Resource Description Framework (RDF) is a standard model for data interchange on the Web. With this model the characteristics of web resources can be expressed in the form of so-called triples, with a subject–predicate–object structure. The subject describes the resource, and the predicate describes an aspect of that resource and expresses a relationship between the subject and the object. An example of such triples might be:
     <Abraham Kuyper> <is of type> <politician>
     <Abraham Kuyper> <has birthdate> <1837-10-29>
     <Abraham Kuyper> <is founder of> <Vrije Universiteit Amsterdam>
     <Vrije Universiteit Amsterdam> <is located in> <Amsterdam>
     <Vrije Universiteit Amsterdam> <has Latin name> <Universitas Libera>
On the basis of data stored in such triples, information from various databases can be combined (linked).

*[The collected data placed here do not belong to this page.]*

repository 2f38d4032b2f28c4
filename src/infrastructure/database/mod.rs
pub mod connection_pool;

pub use connection_pool::ConnectionPool;
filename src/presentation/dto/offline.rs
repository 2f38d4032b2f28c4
use crate::presentation::dto::Validate;
use serde::{Deserialize, Serialize};
use serde_json::Value;

#[derive(Debug, Clone, Serialize, Deserialize)]
#[serde(rename_all = "camelCase")]
pub struct OfflineStatusResponse {
    pub is_online: bool,
    pub has_pending_changes: bool,
    pub pending_mutation_count: u64,
    pub pending_attachment_count: u64,
    pub held_mutation_count: u64,
    pub sync_in_progress: bool,
    pub sync_state: String,
    pub last_sync_at: Option<i64>,
}

#[derive(Debug, Clone, Serialize, Deserialize)]
#[serde(rename_all = "camelCase")]
pub struct SyncFailureDto {
    pub item_id: String,
    pub kind: String,
    pub message: String,
}

#[derive(Debug, Clone, Serialize, Deserialize)]
#[serde(rename_all = "camelCase")]
pub struct SyncResultResponse {
    /// `completed`, `partial` or `skipped`.
    pub outcome: String,
    #[serde(skip_serializing_if = "Option::is_none")]
    pub skip_reason: Option<String>,
    pub confirmed_ids: Vec<String>,
    pub uploaded_attachments: u64,
    pub skipped_attachments: u64,
    pub failures: Vec<SyncFailureDto>,
    pub remaining_mutations: u64,
    pub remaining_attachments: u64,
}

#[derive(Debug, Clone, Serialize, Deserialize)]
#[serde(rename_all = "camelCase")]
pub struct EnqueueMutationRequest {
    pub entity_id: Option<String>,
    pub table: Option<String>,
    pub action: String,
    #[serde(default)]
    pub payload: Value,
}

impl Validate for EnqueueMutationRequest {
    fn validate(&self) -> Result<(), String> {
        if self.action.trim().is_empty() {
            return Err("Action is required".to_string());
        }
        let is_delete = self.action.trim().eq_ignore_ascii_case("delete");
        if !is_delete && !self.payload.is_object() {
            return Err("Payload must be a JSON object".to_string());
        }
        if !self.action.trim().eq_ignore_ascii_case("create")
            && self.entity_id.as_deref().is_none_or(|id| id.trim().is_empty())
        {
            return Err("Entity ID is required for update and delete".to_string());
        }
        Ok(())
    }
}

#[derive(Debug, Clone, Serialize, Deserialize)]
#[serde(rename_all = "camelCase")]
pub struct EnqueueResponse {
    pub id: String,
    pub provisional: bool,
}

#[derive(Debug, Clone, Serialize, Deserialize)]
#[serde(rename_all = "camelCase")]
pub struct EnqueueAttachmentRequest {
    pub owner_id: String,
    #[serde(default)]
    pub owner_confirmed: bool,
    pub file_name: String,
    pub content_type: Option<String>,
    /// Base64 encoded file content.
    pub data: String,
}

impl Validate for EnqueueAttachmentRequest {
    fn validate(&self) -> Result<(), String> {
        if self.owner_id.trim().is_empty() {
            return Err("Owner ID is required".to_string());
        }
        if self.file_name.trim().is_empty() {
            return Err("File name is required".to_string());
        }
        if self.data.is_empty() {
            return Err("Data is required".to_string());
        }
        Ok(())
    }
}

#[derive(Debug, Clone, Serialize, Deserialize)]
#[serde(rename_all = "camelCase")]
pub struct PendingMutationDto {
    pub id: String,
    pub table: String,
    pub action: String,
    pub payload: Value,
    pub enqueued_at: i64,
    pub revision: u32,
    pub status: String,
    pub attempt_count: u32,
    #[serde(skip_serializing_if = "Option::is_none")]
    pub last_error: Option<String>,
    pub pending_attachments: usize,
}
pub mod pending_attachment;
pub mod pending_counts;
pub mod pending_mutation;
pub mod sync_report;
pub mod sync_state;

pub use pending_attachment::PendingAttachment;
pub use pending_counts::PendingCounts;
pub use pending_mutation::{MutationDraft, PendingMutation};
pub use sync_report::{FailureKind, SkipReason, SyncFailure, SyncOutcome, SyncReport};
pub use sync_state::SyncState;
pub mod offline;

pub use offline::{
    AttachmentFile, EntityId, EntityPayload, EntityTable, MutationAction, QueueItemStatus,
    RecordKey,
};
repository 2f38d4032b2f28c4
use crate::application::ports::query_cache::QueryCacheInvalidator;
use async_trait::async_trait;
use serde_json::Value;
use std::collections::HashMap;
use std::sync::Arc;
use std::time::{Duration, Instant};
use tokio::sync::RwLock;

#[derive(Clone)]
struct CacheEntry<T> {
    data: T,
    expires_at: Instant,
}

/// TTL cache keyed by string.
pub struct MemoryCacheService<T: Clone> {
    cache: Arc<RwLock<HashMap<String, CacheEntry<T>>>>,
    default_ttl: Duration,
}

impl<T> MemoryCacheService<T>
where
    T: Clone + Send + Sync + 'static,
{
    pub fn new(default_ttl: Duration) -> Self {
        Self {
            cache: Arc::new(RwLock::new(HashMap::new())),
            default_ttl,
        }
    }

    pub async fn set(&self, key: String, value: T) {
        self.set_with_ttl(key, value, self.default_ttl).await;
    }

    pub async fn set_with_ttl(&self, key: String, value: T, ttl: Duration) {
        let entry = CacheEntry {
            data: value,
            expires_at: Instant::now() + ttl,
        };

        let mut cache = self.cache.write().await;
        cache.insert(key, entry);
    }

    pub async fn get(&self, key: &str) -> Option<T> {
        let cache = self.cache.read().await;

        if let Some(entry) = cache.get(key) {
            if entry.expires_at > Instant::now() {
                return Some(entry.data.clone());
            }
        }

        None
    }

    /// Remove every key starting with `prefix`.
    pub async fn delete_prefix(&self, prefix: &str) -> usize {
        let mut cache = self.cache.write().await;
        let before = cache.len();
        cache.retain(|key, _| !key.starts_with(prefix));
        before - cache.len()
    }

    pub async fn cleanup_expired(&self) {
        let mut cache = self.cache.write().await;
        let now = Instant::now();

        cache.retain(|_, entry| entry.expires_at > now);
    }

    pub async fn size(&self) -> usize {
        let cache = self.cache.read().await;
        cache.len()
    }
}

/// Cached remote query results, grouped by the table they were read from.
pub struct MemoryQueryCache {
    cache: MemoryCacheService<Value>,
}

impl MemoryQueryCache {
    pub fn new(ttl: Duration) -> Self {
        Self {
            cache: MemoryCacheService::new(ttl),
        }
    }

    fn key(table: &str, query: &str) -> String {
        format!("{table}:{query}")
    }

    pub async fn put(&self, table: &str, query: &str, rows: Value) {
        self.cache.set(Self::key(table, query), rows).await;
    }

    pub async fn get(&self, table: &str, query: &str) -> Option<Value> {
        self.cache.get(&Self::key(table, query)).await
    }

    pub async fn cleanup_expired(&self) {
        self.cache.cleanup_expired().await;
    }

    pub async fn size(&self) -> usize {
        self.cache.size().await
    }
}

impl Default for MemoryQueryCache {
    fn default() -> Self {
        Self::new(Duration::from_secs(300))
    }
}

#[async_trait]
impl QueryCacheInvalidator for MemoryQueryCache {
    async fn invalidate_table(&self, table: &str) {
        let removed = self.cache.delete_prefix(&format!("{table}:")).await;
        if removed > 0 {
            tracing::debug!(target: "offline::cache", table, removed, "query cache invalidated");
        }
    }
}
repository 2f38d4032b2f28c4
use super::rows::{PendingAttachmentRow, PendingMutationRow};
use crate::domain::entities::offline::{PendingAttachment, PendingMutation};
use crate::domain::value_objects::offline::{
    AttachmentFile, EntityPayload, EntityTable, MutationAction, QueueItemStatus, RecordKey,
};
use crate::shared::error::AppError;

pub fn pending_mutation_from_row(row: PendingMutationRow) -> Result<PendingMutation, AppError> {
    let id = RecordKey::new(row.id).map_err(AppError::DeserializationError)?;
    let table = EntityTable::new(row.entity_table).map_err(AppError::DeserializationError)?;
    let action = row
        .action
        .parse::<MutationAction>()
        .map_err(AppError::DeserializationError)?;
    let payload = EntityPayload::from_json_str(&row.payload).map_err(|err| {
        AppError::DeserializationError(format!("Queued payload for {id} is corrupt: {err}"))
    })?;

    Ok(PendingMutation {
        id,
        table,
        action,
        payload,
        enqueued_at: row.enqueued_at,
        revision: to_u32(row.revision, "revision")?,
        status: QueueItemStatus::from(row.status.as_str()),
        attempt_count: to_u32(row.attempt_count, "attempt_count")?,
        last_error: row.last_error,
        last_attempt_at: row.last_attempt_at,
    })
}

pub fn pending_attachment_from_row(
    row: PendingAttachmentRow,
) -> Result<PendingAttachment, AppError> {
    let id = RecordKey::new(row.id).map_err(AppError::DeserializationError)?;
    let owner_entity_id =
        RecordKey::new(row.owner_entity_id).map_err(AppError::DeserializationError)?;
    let file = AttachmentFile::new(row.file_name, row.content_type, row.content)
        .map_err(AppError::DeserializationError)?;

    Ok(PendingAttachment {
        id,
        owner_entity_id,
        owner_confirmed: row.owner_confirmed,
        file,
        enqueued_at: row.enqueued_at,
        attempt_count: to_u32(row.attempt_count, "attempt_count")?,
        last_error: row.last_error,
        storage_path: row.storage_path,
    })
}

fn to_u32(value: i64, column: &str) -> Result<u32, AppError> {
    u32::try_from(value)
        .map_err(|_| AppError::DeserializationError(format!("{column} out of range: {value}")))
}
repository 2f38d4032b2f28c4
pub mod connectivity_monitor;
pub mod reachability;

pub use connectivity_monitor::ConnectivityMonitor;
pub use reachability::{HttpReachabilityProbe, ReachabilityProbe, spawn_probe_loop};
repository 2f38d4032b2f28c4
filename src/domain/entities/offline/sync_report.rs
use super::PendingCounts;
use crate::domain::value_objects::offline::{EntityId, RecordKey};
use chrono::{DateTime, Utc};
use serde::{Deserialize, Serialize};

#[derive(Debug, Clone, Copy, PartialEq, Eq, Serialize, Deserialize)]
#[serde(rename_all = "snake_case")]
pub enum FailureKind {
    Rejected,
    Unreachable,
    OrderingViolation,
    Storage,
}

impl FailureKind {
    pub fn as_str(&self) -> &'static str {
        match self {
            FailureKind::Rejected => "rejected",
            FailureKind::Unreachable => "unreachable",
            FailureKind::OrderingViolation => "ordering_violation",
            FailureKind::Storage => "storage",
        }
    }
}

#[derive(Debug, Clone, PartialEq, Eq, Serialize, Deserialize)]
pub struct SyncFailure {
    pub item_id: RecordKey,
    pub kind: FailureKind,
    pub message: String,
}

#[derive(Debug, Clone, PartialEq, Serialize, Deserialize)]
pub struct SyncReport {
    pub started_at: DateTime<Utc>,
    pub finished_at: DateTime<Utc>,
    pub confirmed: Vec<EntityId>,
    pub uploaded_attachments: u64,
    pub skipped_attachments: u64,
    pub failures: Vec<SyncFailure>,
    pub remaining: PendingCounts,
}

impl SyncReport {
    pub fn begin(started_at: DateTime<Utc>) -> Self {
        Self {
            started_at,
            finished_at: started_at,
            confirmed: Vec::new(),
            uploaded_attachments: 0,
            skipped_attachments: 0,
            failures: Vec::new(),
            remaining: PendingCounts::default(),
        }
    }

    pub fn record_failure(&mut self, item_id: RecordKey, kind: FailureKind, message: String) {
        self.failures.push(SyncFailure {
            item_id,
            kind,
            message,
        });
    }

    pub fn is_clean(&self) -> bool {
        self.failures.is_empty()
    }

    pub fn failure_count(&self, kind: FailureKind) -> usize {
        self.failures.iter().filter(|f| f.kind == kind).count()
    }
}

#[derive(Debug, Clone, Copy, PartialEq, Eq, Serialize, Deserialize)]
#[serde(rename_all = "snake_case")]
pub enum SkipReason {
    AlreadySyncing,
    Offline,
}

impl SkipReason {
    pub fn as_str(&self) -> &'static str {
        match self {
            SkipReason::AlreadySyncing => "already_syncing",
            SkipReason::Offline => "offline",
        }
    }
}

#[derive(Debug, Clone, PartialEq, Serialize, Deserialize)]
#[serde(tag = "outcome", content = "report", rename_all = "snake_case")]
pub enum SyncOutcome {
    Skipped(SkipReason),
    Completed(SyncReport),
    Partial(SyncReport),
}

impl SyncOutcome {
    pub fn from_report(report: SyncReport) -> Self {
        if report.is_clean() {
            SyncOutcome::Completed(report)
        } else {
            SyncOutcome::Partial(report)
        }
    }

    pub fn report(&self) -> Option<&SyncReport> {
        match self {
            SyncOutcome::Completed(report) | SyncOutcome::Partial(report) => Some(report),
            SyncOutcome::Skipped(_) => None,
        }
    }

    pub fn is_skipped(&self) -> bool {
        matches!(self, SyncOutcome::Skipped(_))
    }
}
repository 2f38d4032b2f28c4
use tokio::sync::watch;

/// Debounced view of whether the remote store is reachable.
pub trait ConnectivityStatus: Send + Sync {
    fn is_online(&self) -> bool;

    /// Receiver that changes on every debounced transition.
    fn subscribe(&self) -> watch::Receiver<bool>;
}
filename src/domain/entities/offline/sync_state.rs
use super::PendingCounts;
use serde::{Deserialize, Serialize};

#[derive(Debug, Clone, Copy, PartialEq, Eq, Serialize, Deserialize, Default)]
#[serde(tag = "state", rename_all = "snake_case")]
pub enum SyncState {
    #[default]
    Idle,
    Syncing,
    SyncFailed { remaining: PendingCounts },
}

impl SyncState {
    pub fn as_str(&self) -> &'static str {
        match self {
            SyncState::Idle => "idle",
            SyncState::Syncing => "syncing",
            SyncState::SyncFailed { .. } => "sync_failed",
        }
    }
}
use crate::application::ports::remote_data_api::{
    ObjectRef, RemoteDataApi, RemoteError, RemoteRecord,
};
use crate::domain::value_objects::offline::{EntityPayload, EntityTable, RecordKey};
use crate::shared::config::RemoteConfig;
use crate::shared::error::AppError;
use async_trait::async_trait;
use reqwest::header::{AUTHORIZATION, CONTENT_TYPE, HeaderMap, HeaderValue};
use serde_json::Value;
use std::time::Duration;

const MAX_ERROR_BODY: usize = 500;

/// Remote Data API over a PostgREST row endpoint plus a storage endpoint.
pub struct RestDataClient {
    client: reqwest::Client,
    base_url: String,
}

impl RestDataClient {
    pub fn new(config: &RemoteConfig) -> Result<Self, AppError> {
        let mut headers = HeaderMap::new();
        headers.insert("apikey", header_value(&config.api_key)?);
        let token = config.access_token.as_deref().unwrap_or(&config.api_key);
        headers.insert(AUTHORIZATION, header_value(&format!("Bearer {token}"))?);

        let client = reqwest::Client::builder()
            .default_headers(headers)
            .timeout(Duration::from_secs(config.request_timeout_secs.max(1)))
            .build()
            .map_err(|e| AppError::ConfigurationError(format!("Failed to build HTTP client: {e}")))?;

        Ok(Self {
            client,
            base_url: config.base_url.trim_end_matches('/').to_string(),
        })
    }

    pub fn rows_url(&self, table: &EntityTable) -> String {
        format!("{}/rest/v1/{}", self.base_url, table)
    }

    pub fn object_url(&self, bucket: &str, path: &str) -> String {
        format!("{}/storage/v1/object/{}/{}", self.base_url, bucket, path)
    }

    pub fn public_url(&self, bucket: &str, path: &str) -> String {
        format!(
            "{}/storage/v1/object/public/{}/{}",
            self.base_url, bucket, path
        )
    }

    async fn send(
        &self,
        request: reqwest::RequestBuilder,
        url: &str,
        operation: &str,
    ) -> Result<String, RemoteError> {
        let response = request
            .send()
            .await
            .map_err(|e| transport_error(e, url, operation))?;
        let status = response.status().as_u16();
        let body = response
            .text()
            .await
            .map_err(|e| transport_error(e, url, operation))?;

        if (200..300).contains(&status) {
            Ok(body)
        } else {
            tracing::debug!(
                target: "offline::remote",
                status,
                url,
                operation,
                "remote store returned an error status"
            );
            Err(classify_status(status, &body))
        }
    }

    async fn single_row(
        &self,
        request: reqwest::RequestBuilder,
        url: &str,
        operation: &str,
    ) -> Result<Option<RemoteRecord>, RemoteError> {
        let body = self.send(request, url, operation).await?;
        if body.trim().is_empty() {
            return Ok(None);
        }

        let value: Value = serde_json::from_str(&body)
            .map_err(|e| RemoteError::InvalidResponse(format!("{operation} {url}: {e}")))?;
        let row = match value {
            Value::Array(mut rows) => {
                if rows.is_empty() {
                    return Ok(None);
                }
                rows.swap_remove(0)
            }
            other => other,
        };
        Ok(Some(RemoteRecord::from_value(row)))
    }
}

#[async_trait]
impl RemoteDataApi for RestDataClient {
    async fn create_entity(
        &self,
        table: &EntityTable,
        payload: &EntityPayload,
    ) -> Result<RemoteRecord, RemoteError> {
        let url = self.rows_url(table);
        let request = self.client.post(&url);
        // A keyed insert is an upsert, so replaying a create whose response was lost
        // merges into the row that already landed.
        let request = if payload.get("id").is_some() {
            request
                .query(&[("on_conflict", "id")])
                .header("Prefer", "resolution=merge-duplicates,return=representation")
        } else {
            request.header("Prefer", "return=representation")
        }
        .json(payload.as_map());

        let record = self.single_row(request, &url, "create").await?;
        Ok(record.unwrap_or_else(|| RemoteRecord::from_value(payload.clone().into_value())))
    }

    async fn update_entity(
        &self,
        table: &EntityTable,
        id: &RecordKey,
        payload: &EntityPayload,
    ) -> Result<RemoteRecord, RemoteError> {
        let url = self.rows_url(table);
        let request = self
            .client
            .patch(&url)
            .query(&[("id", format!("eq.{id}"))])
            .header("Prefer", "return=representation")
            .json(payload.as_map());

        self.single_row(request, &url, "update")
            .await?
            .ok_or_else(|| RemoteError::Rejected {
                status: 404,
                message: format!("No {table} row with id {id}"),
            })
    }

    async fn delete_entity(&self, table: &EntityTable, id: &RecordKey) -> Result<(), RemoteError> {
        let url = self.rows_url(table);
        let request = self
            .client
            .delete(&url)
            .query(&[("id", format!("eq.{id}"))]);

        self.send(request, &url, "delete").await?;
        Ok(())
    }

    async fn upload_binary(
        &self,
        bucket: &str,
        path: &str,
        bytes: Vec<u8>,
        content_type: Option<&str>,
    ) -> Result<ObjectRef, RemoteError> {
        let url = self.object_url(bucket, path);
        let request = self
            .client
            .post(&url)
            .header(
                CONTENT_TYPE,
                content_type.unwrap_or("application/octet-stream"),
            )
            .header("x-upsert", "true")
            .body(bytes);

        self.send(request, &url, "upload").await?;
        Ok(ObjectRef {
            bucket: bucket.to_string(),
            path: path.to_string(),
        })
    }

    async fn public_reference(&self, bucket: &str, path: &str) -> Result<String, RemoteError> {
        Ok(self.public_url(bucket, path))
    }
}

/// 408 and 429 are worth retrying; any other 4xx is a refusal of the request itself.
pub fn classify_status(status: u16, body: &str) -> RemoteError {
    let message = error_message(body);
    match status {
        408 | 429 => RemoteError::Unreachable(format!("HTTP {status}: {message}")),
        400..=499 => RemoteError::Rejected { status, message },
        _ => RemoteError::Unreachable(format!("HTTP {status}: {message}")),
    }
}

fn error_message(body: &str) -> String {
    if let Ok(value) = serde_json::from_str::<Value>(body) {
        for field in ["message", "error_description", "error", "msg"] {
            if let Some(Value::String(message)) = value.get(field) {
                return message.clone();
            }
        }
    }

    let trimmed = body.trim();
    if trimmed.len() > MAX_ERROR_BODY {
        let mut end = MAX_ERROR_BODY;
        while !trimmed.is_char_boundary(end) {
            end -= 1;
        }
        format!("{}... (truncated)", &trimmed[..end])
    } else {
        trimmed.to_string()
    }
}

fn transport_error(err: reqwest::Error, url: &str, operation: &str) -> RemoteError {
    let reason = if err.is_timeout() {
        "timeout"
    } else if err.is_connect() {
        "connection error"
    } else if err.is_decode() {
        "decode error"
    } else {
        "request error"
    };
    RemoteError::Unreachable(format!("Failed to {operation} {url}: {reason}: {err}"))
}

fn header_value(value: &str) -> Result<HeaderValue, AppError> {
    HeaderValue::from_str(value).map_err(|_| {
        AppError::ConfigurationError("Remote credential contains invalid characters".into())
    })
}

#[cfg(test)]
mod tests {
    use super::*;
    use serde_json::json;
    use tokio::io::{AsyncReadExt, AsyncWriteExt};
    use tokio::net::TcpListener;

    fn config(base_url: &str) -> RemoteConfig {
        RemoteConfig {
            base_url: base_url.to_string(),
            api_key: "anon-key".to_string(),
            access_token: Some("user-token".to_string()),
            request_timeout_secs: 5,
            reports_table: "reports".to_string(),
        }
    }

    /// Serves one canned response and returns the raw request it received.
    async fn serve_once(
        status_line: &'static str,
        body: &'static str,
    ) -> (String, tokio::task::JoinHandle<String>) {
        let listener = TcpListener::bind("127.0.0.1:0").await.unwrap();
        let addr = listener.local_addr().unwrap();

        let handle = tokio::spawn(async move {
            let (mut socket, _) = listener.accept().await.unwrap();
            let mut raw = Vec::new();
            let mut buf = [0u8; 4096];
            loop {
                let n = socket.read(&mut buf).await.unwrap();
                if n == 0 {
                    break;
                }
                raw.extend_from_slice(&buf[..n]);
                let text = String::from_utf8_lossy(&raw).to_string();
                if let Some(header_end) = text.find("\r\n\r\n") {
                    let content_length = text[..header_end]
                        .lines()
                        .find_map(|line| {
                            let lower = line.to_ascii_lowercase();
                            lower
                                .strip_prefix("content-length:")
                                .map(|v| v.trim().parse::<usize>().unwrap_or(0))
                        })
                        .unwrap_or(0);
                    if raw.len() >= header_end + 4 + content_length {
                        break;
                    }
                }
            }

            let response = format!(
                "HTTP/1.1 {status_line}\r\nContent-Type: application/json\r\nContent-Length: {}\r\nConnection: close\r\n\r\n{body}",
                body.len()
            );
            socket.write_all(response.as_bytes()).await.unwrap();
            socket.shutdown().await.ok();
            String::from_utf8_lossy(&raw).to_string()
        });

        (format!("http://{addr}"), handle)
    }

    #[test]
    fn test_urls_follow_rest_and_storage_layout() {
        let client = RestDataClient::new(&config("https://demo.supabase.co/")).unwrap();
        assert_eq!(
            client.rows_url(&EntityTable::reports()),
            "https://demo.supabase.co/rest/v1/reports"
        );
        assert_eq!(
            client.object_url("report-photos", "r1/1700000000000.jpg"),
            "https://demo.supabase.co/storage/v1/object/report-photos/r1/1700000000000.jpg"
        );
        assert_eq!(
            client.public_url("report-photos", "r1/1700000000000.jpg"),
            "https://demo.supabase.co/storage/v1/object/public/report-photos/r1/1700000000000.jpg"
        );
    }

    #[test]
    fn test_status_classification() {
        assert!(matches!(
            classify_status(400, r#"{"message":"null value in column \"train_number\""}"#),
            RemoteError::Rejected { status: 400, ref message } if message.contains("train_number")
        ));
        assert!(matches!(classify_status(409, ""), RemoteError::Rejected { status: 409, .. }));
        assert!(matches!(classify_status(408, ""), RemoteError::Unreachable(_)));
        assert!(matches!(classify_status(429, ""), RemoteError::Unreachable(_)));
        assert!(matches!(classify_status(503, "busy"), RemoteError::Unreachable(_)));
    }

    #[tokio::test]
    async fn test_create_posts_payload_with_auth_headers() {
        let (base, server) =
            serve_once("201 Created", r#"[{"id":"r1","train_number":"A100"}]"#).await;
        let client = RestDataClient::new(&config(&base)).unwrap();

        let record = client
            .create_entity(
                &EntityTable::reports(),
                &EntityPayload::new(json!({"id": "r1", "train_number": "A100"})).unwrap(),
            )
            .await
            .unwrap();
        assert_eq!(record.id, Some(RecordKey::parse("r1").unwrap()));

        let request = server.await.unwrap().to_ascii_lowercase();
        assert!(request.starts_with("post /rest/v1/reports?on_conflict=id http/1.1"));
        assert!(request.contains("apikey: anon-key"));
        assert!(request.contains("authorization: bearer user-token"));
        assert!(request.contains("prefer: resolution=merge-duplicates,return=representation"));
        assert!(request.contains(r#""train_number":"a100""#));
    }

    #[tokio::test]
    async fn test_create_without_key_is_plain_insert() {
        let (base, server) = serve_once("201 Created", r#"[{"id":"42","report_id":"r1"}]"#).await;
        let client = RestDataClient::new(&config(&base)).unwrap();

        let record = client
            .create_entity(
                &EntityTable::new("photos".to_string()).unwrap(),
                &EntityPayload::new(json!({"report_id": "r1"})).unwrap(),
            )
            .await
            .unwrap();
        assert_eq!(record.id, Some(RecordKey::parse("42").unwrap()));

        let request = server.await.unwrap().to_ascii_lowercase();
        assert!(request.starts_with("post /rest/v1/photos http/1.1"));
        assert!(request.contains("prefer: return=representation"));
        assert!(!request.contains("merge-duplicates"));
    }

    #[tokio::test]
    async fn test_upload_overwrites_existing_object() {
        let (base, server) = serve_once("200 OK", r#"{"Key":"report-photos/r1/1.jpg"}"#).await;
        let client = RestDataClient::new(&config(&base)).unwrap();

        let object = client
            .upload_binary("report-photos", "r1/1.jpg", vec![0xFF, 0xD8], Some("image/jpeg"))
            .await
            .unwrap();
        assert_eq!(object.path, "r1/1.jpg");

        let request = server.await.unwrap().to_ascii_lowercase();
        assert!(request.starts_with("post /storage/v1/object/report-photos/r1/1.jpg http/1.1"));
        assert!(request.contains("x-upsert: true"));
        assert!(request.contains("content-type: image/jpeg"));
    }

    #[tokio::test]
    async fn test_update_matching_no_rows_is_rejected() {
        let (base, server) = serve_once("200 OK", "[]").await;
        let client = RestDataClient::new(&config(&base)).unwrap();

        let err = client
            .update_entity(
                &EntityTable::reports(),
                &RecordKey::parse("gone").unwrap(),
                &EntityPayload::new(json!({"status": "Draft"})).unwrap(),
            )
            .await
            .unwrap_err();
        assert_eq!(
            err,
            RemoteError::Rejected {
                status: 404,
                message: "No reports row with id gone".to_string()
            }
        );

        let request = server.await.unwrap();
        assert!(request.starts_with("PATCH /rest/v1/reports?id=eq.gone HTTP/1.1"));
    }

    #[tokio::test]
    async fn test_server_error_is_unreachable() {
        let (base, server) = serve_once("502 Bad Gateway", r#"{"message":"upstream"}"#).await;
        let client = RestDataClient::new(&config(&base)).unwrap();

        let err = client
            .delete_entity(&EntityTable::reports(), &RecordKey::parse("r1").unwrap())
            .await
            .unwrap_err();
        assert!(err.is_retryable());
        server.await.unwrap();
    }
}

SPARQL is a semantic query language for databases, with which data stored in RDF format can be retrieved and manipulated. In practice, this means that these data can be searched and extracted from the databases by issuing so-called SPARQL queries. The syntax used in these queries is similar to the SQL syntax that is used to query 'traditional' databases, but is adapted to the subject-predicate-object structure of the data. It allows the use of different datasets from different locations simultaneously by specifying prefixes. An example of such a query could be: List people born in places that were part of a VOC trading route from Dutch Ships and Sailors, using both DBpedia and Dutch Ships and Sailors (see below).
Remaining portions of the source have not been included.